Das Inkrafttreten der ePrivacy-Verordnung war ursprünglich zeitgleich zur DSGVO vorgesehen, denn die ePrivacy-Verordnung soll die DSGVO ergänzen und zudem in bestimmten Bereichen vertiefen. Hierzu soll die ePrivacy-Verordnung innerhalb ihres Anwendungsbereiches den allgemeineren Vorschriften vorgehen. Zu solchen allgemeineren Vorschriften gehören neben entsprechend allgemeinen Regelungen der DSGVO (so etwa betreffend die Einwilligung, Artikel 6 und 7 DSGVO) vor allem auch die folgenden Datenschutzbestimmungen:
die auf der ePrivacy-Richtlinie basierenden nationalen Vorschriften des TKG (insbesondere die §§ 91 ff. TKG)
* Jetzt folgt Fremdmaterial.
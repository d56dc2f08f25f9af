//! Scripted replay of session commands
//!
//! A script is JSON lines, one command per line, tagged by `cmd`:
//!
//! ```text
//! {"cmd":"start","session":"tab-1","intent":"panel_schedule"}
//! {"cmd":"observe","session":"tab-1","field":"voltage","value":"208Y/120V","method":"manual"}
//! {"cmd":"advance","secs":3600}
//! {"cmd":"status","session":"tab-1"}
//! ```
//!
//! Blank lines and lines starting with `#` are skipped. Commands run on a
//! virtual clock that only `advance` moves, so a script replays the same way
//! every time.

use anyhow::{anyhow, Context, Result};
use async_trait::async_trait;
use chrono::{DateTime, Duration, Utc};
use pnl_model::{
    Confidence, ExtractionMethod, FieldKey, FieldObservation, FieldValue, PanelSchedule, SessionId,
    TaskId,
};
use pnl_session::{AdapterError, ExportBoundary, OutputRef, SessionError, SessionManager, TaskIntent};
use serde::{Deserialize, Serialize};
use serde_json::{json, Value};
use std::collections::HashMap;
use std::io::{BufRead, Write};
use tracing::{debug, info, warn};

/// One script line
#[derive(Debug, Clone, PartialEq, Deserialize)]
#[serde(tag = "cmd", rename_all = "snake_case")]
pub enum ScriptCommand {
    /// Open a task for a conversation
    Start {
        /// Conversation key
        session: String,
        /// Deliverable requested
        intent: TaskIntent,
    },
    /// Report a field value
    Observe {
        /// Conversation key
        session: String,
        /// Dotted field key, e.g. `circuit.5.load_amps`
        field: FieldKey,
        /// Raw value
        value: FieldValue,
        /// Extraction method
        method: ExtractionMethod,
        /// Reported confidence; the method weight when absent
        #[serde(default)]
        confidence: Option<f64>,
    },
    /// Finish the conversation's task
    Finish {
        /// Conversation key
        session: String,
    },
    /// Cancel the conversation's task or its pending build
    Cancel {
        /// Conversation key
        session: String,
    },
    /// Close the conversation
    Close {
        /// Conversation key
        session: String,
    },
    /// Confirm a build
    Confirm {
        /// Conversation key
        session: String,
    },
    /// Run the export for a confirmed build
    Build {
        /// Conversation key
        session: String,
    },
    /// Report status
    Status {
        /// Conversation key
        session: String,
    },
    /// Export the frozen schedule
    Snapshot {
        /// Conversation key
        session: String,
    },
    /// Move the virtual clock forward
    Advance {
        /// Seconds to add
        secs: u64,
    },
    /// Run one expiry sweep
    Sweep,
}

impl ScriptCommand {
    /// Command name as written in scripts
    #[must_use]
    pub fn name(&self) -> &'static str {
        match self {
            Self::Start { .. } => "start",
            Self::Observe { .. } => "observe",
            Self::Finish { .. } => "finish",
            Self::Cancel { .. } => "cancel",
            Self::Close { .. } => "close",
            Self::Confirm { .. } => "confirm",
            Self::Build { .. } => "build",
            Self::Status { .. } => "status",
            Self::Snapshot { .. } => "snapshot",
            Self::Advance { .. } => "advance",
            Self::Sweep => "sweep",
        }
    }

    /// Parse one line; `None` for blank and comment lines
    ///
    /// # Errors
    /// Returns the JSON error for malformed lines.
    pub fn parse_line(line: &str) -> serde_json::Result<Option<Self>> {
        let line = line.trim();
        if line.is_empty() || line.starts_with('#') {
            return Ok(None);
        }
        serde_json::from_str(line).map(Some)
    }
}

/// Printed result of one script line
#[derive(Debug, Clone, PartialEq, Serialize)]
pub struct ScriptResult {
    /// 1-based line number
    pub line: usize,
    /// Command name, or `invalid` for unparsable lines
    pub cmd: String,
    /// Whether the command succeeded
    pub ok: bool,
    /// Command output
    #[serde(skip_serializing_if = "Option::is_none")]
    pub result: Option<Value>,
    /// Failure message
    #[serde(skip_serializing_if = "Option::is_none")]
    pub error: Option<String>,
}

/// Totals for one replay
#[derive(Debug, Clone, Copy, Default, PartialEq, Eq, Serialize)]
pub struct ReplaySummary {
    /// Commands executed
    pub commands: usize,
    /// Commands that returned an error
    pub failed: usize,
    /// Lines that were not valid commands
    pub invalid: usize,
}

/// Export boundary that renders nothing and names one JSON output per build
#[derive(Debug, Default, Clone, Copy)]
pub struct ReplayExport;

#[async_trait]
impl ExportBoundary for ReplayExport {
    async fn export(
        &self,
        task_id: TaskId,
        schedule: &PanelSchedule,
    ) -> Result<Vec<OutputRef>, AdapterError> {
        info!(%task_id, panel = %schedule.panel_name, circuits = schedule.circuits.len(), "Replay export");
        Ok(vec![OutputRef::new(
            format!("{}.json", schedule.panel_name),
            format!("replay://{task_id}"),
        )])
    }
}

/// Runs script commands against one manager
#[derive(Debug)]
pub struct Replayer {
    manager: SessionManager,
    exporter: ReplayExport,
    clock: DateTime<Utc>,
    last_task: HashMap<SessionId, TaskId>,
}

impl Replayer {
    /// Create replayer with the virtual clock at `start`
    #[must_use]
    pub fn new(manager: SessionManager, start: DateTime<Utc>) -> Self {
        Self {
            manager,
            exporter: ReplayExport,
            clock: start,
            last_task: HashMap::new(),
        }
    }

    /// Current virtual time
    #[inline]
    #[must_use]
    pub fn clock(&self) -> DateTime<Utc> {
        self.clock
    }

    /// Manager the script runs against
    #[inline]
    #[must_use]
    pub fn manager(&self) -> &SessionManager {
        &self.manager
    }

    /// Execute one command
    ///
    /// # Errors
    /// Returns the session error, with the command name as context.
    pub async fn execute(&mut self, command: ScriptCommand) -> Result<Value> {
        let name = command.name();
        self.dispatch(command)
            .await
            .with_context(|| format!("{name} failed"))
    }

    /// Run a whole script, writing one JSON result per command to `out`
    ///
    /// # Errors
    /// Fails only on I/O errors; command failures are reported inline.
    pub async fn run<R: BufRead, W: Write>(&mut self, reader: R, mut out: W) -> Result<ReplaySummary> {
        let mut summary = ReplaySummary::default();
        for (index, line) in reader.lines().enumerate() {
            let line = line.context("reading script")?;
            let number = index + 1;
            let result = match ScriptCommand::parse_line(&line) {
                Ok(None) => continue,
                Ok(Some(command)) => {
                    summary.commands += 1;
                    let cmd = command.name().to_string();
                    match self.execute(command).await {
                        Ok(value) => ScriptResult {
                            line: number,
                            cmd,
                            ok: true,
                            result: Some(value),
                            error: None,
                        },
                        Err(e) => {
                            summary.failed += 1;
                            debug!(line = number, error = %e, "Script command failed");
                            ScriptResult {
                                line: number,
                                cmd,
                                ok: false,
                                result: None,
                                error: Some(format!("{e:#}")),
                            }
                        }
                    }
                }
                Err(e) => {
                    summary.invalid += 1;
                    warn!(line = number, error = %e, "Invalid script line");
                    ScriptResult {
                        line: number,
                        cmd: "invalid".to_string(),
                        ok: false,
                        result: None,
                        error: Some(e.to_string()),
                    }
                }
            };
            serde_json::to_writer(&mut out, &result).context("writing result")?;
            writeln!(out).context("writing result")?;
        }
        out.flush().context("writing result")?;
        Ok(summary)
    }

    async fn dispatch(&mut self, command: ScriptCommand) -> Result<Value> {
        let now = self.clock;
        match command {
            ScriptCommand::Start { session, intent } => {
                let session_id = SessionId::new(&session)?;
                let task_id = self.manager.start_task_at(session_id.clone(), intent, now)?;
                self.last_task.insert(session_id, task_id);
                Ok(json!({ "task_id": task_id }))
            }
            ScriptCommand::Observe {
                session,
                field,
                value,
                method,
                confidence,
            } => {
                let session_id = SessionId::new(&session)?;
                let observation = match confidence {
                    Some(c) => FieldObservation::new(
                        session_id.clone(),
                        field,
                        value,
                        method,
                        Confidence::new(c)?,
                        now,
                    ),
                    None => FieldObservation::with_default_weight(session_id.clone(), field, value, method, now),
                };
                let outcome = self.manager.observe_at(&observation, now)?;
                Ok(json!({
                    "outcome": outcome,
                    "state": self.manager.session_state(&session_id),
                }))
            }
            ScriptCommand::Finish { session } => {
                let task_id = self.task(&session)?;
                self.manager.finish_at(task_id, now)?;
                Ok(json!({ "task_id": task_id, "state": "finished" }))
            }
            ScriptCommand::Cancel { session } => {
                let task_id = self.task(&session)?;
                let state = self.manager.cancel_at(task_id, now)?;
                Ok(json!({ "task_id": task_id, "state": state }))
            }
            ScriptCommand::Close { session } => {
                let session_id = SessionId::new(&session)?;
                let task_id = self.manager.close_session_at(&session_id, now)?;
                Ok(json!({ "task_id": task_id, "state": "finished" }))
            }
            ScriptCommand::Confirm { session } => {
                let task_id = self.task(&session)?;
                self.manager.confirm_build_at(task_id, now)?;
                Ok(json!({ "task_id": task_id, "state": "confirming" }))
            }
            ScriptCommand::Build { session } => {
                let task_id = self.task(&session)?;
                let outputs = self.manager.run_build_at(task_id, &self.exporter, now).await?;
                Ok(json!({ "task_id": task_id, "outputs": outputs }))
            }
            ScriptCommand::Status { session } => {
                let task_id = self.task(&session)?;
                Ok(serde_json::to_value(self.manager.get_status_at(task_id, now)?)?)
            }
            ScriptCommand::Snapshot { session } => {
                let task_id = self.task(&session)?;
                Ok(serde_json::to_value(self.manager.get_snapshot_at(task_id, now)?)?)
            }
            ScriptCommand::Advance { secs } => {
                let step = i64::try_from(secs)
                    .ok()
                    .and_then(Duration::try_seconds)
                    .ok_or_else(|| anyhow!("cannot advance by {secs} seconds"))?;
                self.clock = self
                    .clock
                    .checked_add_signed(step)
                    .ok_or_else(|| anyhow!("clock overflow"))?;
                Ok(json!({ "clock": self.clock }))
            }
            ScriptCommand::Sweep => Ok(serde_json::to_value(self.manager.sweep_expired_at(now))?),
        }
    }

    /// Task linked to a conversation, or the last one it ran
    fn task(&self, session: &str) -> Result<TaskId, SessionError> {
        let session_id = SessionId::new(session)?;
        self.manager
            .task_for(&session_id)
            .or_else(|| self.last_task.get(&session_id).copied())
            .ok_or_else(|| SessionError::NotFound(format!("no task for session {session_id}")))
    }
}

#[cfg(test)]
mod tests {
    use super::*;
    use pnl_model::HeaderField;

    #[test]
    fn parses_observe_line() {
        let line = r#"{"cmd":"observe","session":"tab-1","field":"circuit.5.load_amps","value":12.5,"method":"ai_vision"}"#;
        let command = ScriptCommand::parse_line(line).unwrap().unwrap();
        assert_eq!(
            command,
            ScriptCommand::Observe {
                session: "tab-1".into(),
                field: FieldKey::circuit(5, pnl_model::CircuitAttr::LoadAmps),
                value: FieldValue::Number(12.5),
                method: ExtractionMethod::AiVision,
                confidence: None,
            }
        );
    }

    #[test]
    fn parses_header_field_and_text_value() {
        let line = r#"{"cmd":"observe","session":"t","field":"voltage","value":"480V","method":"manual","confidence":0.5}"#;
        let Some(ScriptCommand::Observe { field, value, confidence, .. }) =
            ScriptCommand::parse_line(line).unwrap()
        else {
            panic!("not an observe command");
        };
        assert_eq!(field, FieldKey::header(HeaderField::Voltage));
        assert_eq!(value, FieldValue::from("480V"));
        assert_eq!(confidence, Some(0.5));
    }

    #[test]
    fn skips_blank_and_comment_lines() {
        assert_eq!(ScriptCommand::parse_line("   ").unwrap(), None);
        assert_eq!(ScriptCommand::parse_line("# setup").unwrap(), None);
    }

    #[test]
    fn unit_command_parses() {
        assert_eq!(
            ScriptCommand::parse_line(r#"{"cmd":"sweep"}"#).unwrap(),
            Some(ScriptCommand::Sweep)
        );
    }

    #[test]
    fn unknown_command_is_an_error() {
        assert!(ScriptCommand::parse_line(r#"{"cmd":"explode"}"#).is_err());
    }
}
die auf der ePrivacy-Richtlinie basierenden Vorschriften des TMG (insbesondere die §§ 11 ff. TMG).
Ausweislich des Entwurfstextes gilt der aktuelle Stand der ePrivacy-Verordnung für die Verarbeitung elektronischer Kommunikationsdaten, die in Verbindung mit der Bereitstellung und Nutzung elektronischer Kommunikationsdienste erfolgt.
Der erste Entwurf und Änderungen
Seitdem das EU-Parlament zu Beginn des Jahres 2017 einen ersten Entwurf der ePrivacy-Verordnung veröffentlicht hat, wurde ihr Entwurfsinhalt in der Folge bis zum aktuellen Stand häufig überarbeitet. Bei der letzten Novellierung im Juli 2018 hat die EU-Ratsarbeitsgruppe den umstrittenen Artikel 10 des Verordnungs-Entwurfs gänzlich gestrichen. Diese Norm regelte die bereitzustellenden Informationen und Einstellungsmöglichkeiten zur Privatsphäre. Kritisiert wurden in der Diskussion vor allem:
die aus der Vorschrift folgenden Belastungen für Applikationen und Browser unter Einschluss von befürchteten Wettbewerbsnachteilen
nachteilige Auswirkungen auf Endnutzer
Zudem wurde der fehlende Mehrwert der Norm betont. Ergänzt wurde im Zuge dieser Überarbeitung Erwägungsgrund 20, der sich mit den Endeinrichtungen der Endnutzer und dem Privatsphärenschutz für Endnutzer beschäftigt. Konkret erfolgte eine Neuformulierung mit Blick auf die Zulässigkeit der Verwehrung des Webseitenzugriffs, wenn und soweit keine nutzerseitige Einwilligung für bestimmte Zwecke vorliegt.
Die Streichung von Artikel 10 des Entwurfs fand eine breite Zustimmung in der Digitalwirtschaft. Demgegenüber haben Verbraucherschützer vorgebracht, dass die Vorgaben des Datenschutzes durch Technikgestaltung und durch datenschutzfreundliche Voreinstellungen der DSGVO auch auf Browserhersteller und andere Hersteller von Kommunikationssoftware erweitert werden müssten, um vor allem Kinder, ältere Menschen oder Personen mit niedrigem Bildungsstand besonders zu schützen.
Aktueller Stand der ePVO
Bis Mitte August 2018 hatten die Mitgliedstaaten die Möglichkeit zur Stellungnahme, bevor sodann im September 2018 die nächste Sitzung der EU-Ratsarbeitsgruppe stattfand. Mit einem Verhandlungsende wird vor diesem Hintergrund erst im Jahr 2019 gerechnet. Die ePrivacy-Verordnung könnte in der Folge frühestens Mitte 2019 in Kraft treten. Nach der Vorstellung des EU-Parlaments soll anschließend eine mindestens einjährige Übergangsfrist einsetzen. Deutschland hat insofern sogar eine Übergangsfrist von zwei Jahren (sprich wie bei der DSGVO) vorgeschlagen. Für die Praxis wird demnach ein Zeitfenster eröffnet, sich auf die neuen Anforderungen einzustellen. Hinsichtlich der erforderlichen Umsetzungsmaßnahmen bleibt insbesondere die finale Fassung mit ihren tatsächlichen Auswirkungen abzuwarten. Die Praxis bezüglich der DSGVO zeigt aber, dass gut beraten ist, wer sich frühzeitig mit der Thematik auseinandersetzt.
Artikel veröffentlicht am: 21. November 2018